4)      Planned risk taking, not care taking or reckless abandonment, needs to be actively encouraged for both consumers and staff if growth is going to occur.

5)      Boundaries between staff and consumers need to be as low as possible to decrease “us vs. them” stigma.

6)      Staff and consumers need to have multiple roles and multiple kinds of relationships with each other for consumers to move beyond illness roles in their recovery.  Staff and consumers helping each other out without either “that’s not my job” or “that’s your job” defensiveness is a concrete, powerful step.

7)      Staff and consumers both should feel important, valued, even treasured by those who have “positional authority” over them.  Everyone is an expert in some way, a “chief” of something, with “personal authority”.

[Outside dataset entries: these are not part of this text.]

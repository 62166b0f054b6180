// Copyright 2025 eraflo
//
// Licensed under the Apache License, Version 2.0 (the "License");
// you may not use this file except in compliance with the License.
// You may obtain a copy of the License at
//
//     http://www.apache.org/licenses/LICENSE-2.0
//
// Unless required by applicable law or agreed to in writing, software
// distributed under the License is distributed on an "AS IS" BASIS,
// WITHOUT WARRANTIES OR CONDITIONS OF ANY KIND, either express or implied.
// See the License for the specific language governing permissions and
// limitations under the License.

//! Traits implemented by rendering backends.

mod graphics_device;

pub use self::graphics_device::GraphicsDevice;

3)      Healing:  In a recovery program the focus is on healing and growth for the person rather than symptom relief for the illness.

1)      The first priorities are engagement, welcoming, and relationship building because the foundation of a good recovery process is a good relationship, not a good diagnosis.

2)      A “counterculture of acceptance” needs to be established within the program to create an emotionally safe place for these “unacceptable”, rejected people to recover within.

3)      The usage of respectful language rather than prejudicial, clinical language needs to be so pervasive that people can read their own charts or overhear staff discussing them and feel accepted and understood.

4)      A healing environment is an emotionally rich environment filled with open displays of caring and connection.

5)      To be effective, staff need to be in touch with why their hearts brought them into this work and be energized by practicing their gifts.

4)      Community Integration:  To achieve meaningful roles in life we can not stay isolated away from the world.

1)      Both staff and consumers must be mobile and actually work together out in the community on “real life” issues.

2)      The program must demonstrate accountability to the community by collecting “socially responsible”, quality of life outcomes like housing, jailing, employment, and finances.

3)      The program needs to focus on community coalition building and “giving back” to the community if it and the people it works with are going to be accepted.

4)      Staff and consumers need to be actively involved in the difficult work of fighting stigma if our world is going to become a better place for people with mental illnesses to live in.

It has become increasingly clear to us that leaders need to treat staff the way they want staff to treat consumers.  Only staff who have hope, personal power, responsibility and meaningful roles can help consumers have hope, personal power, responsibility and meaningful roles.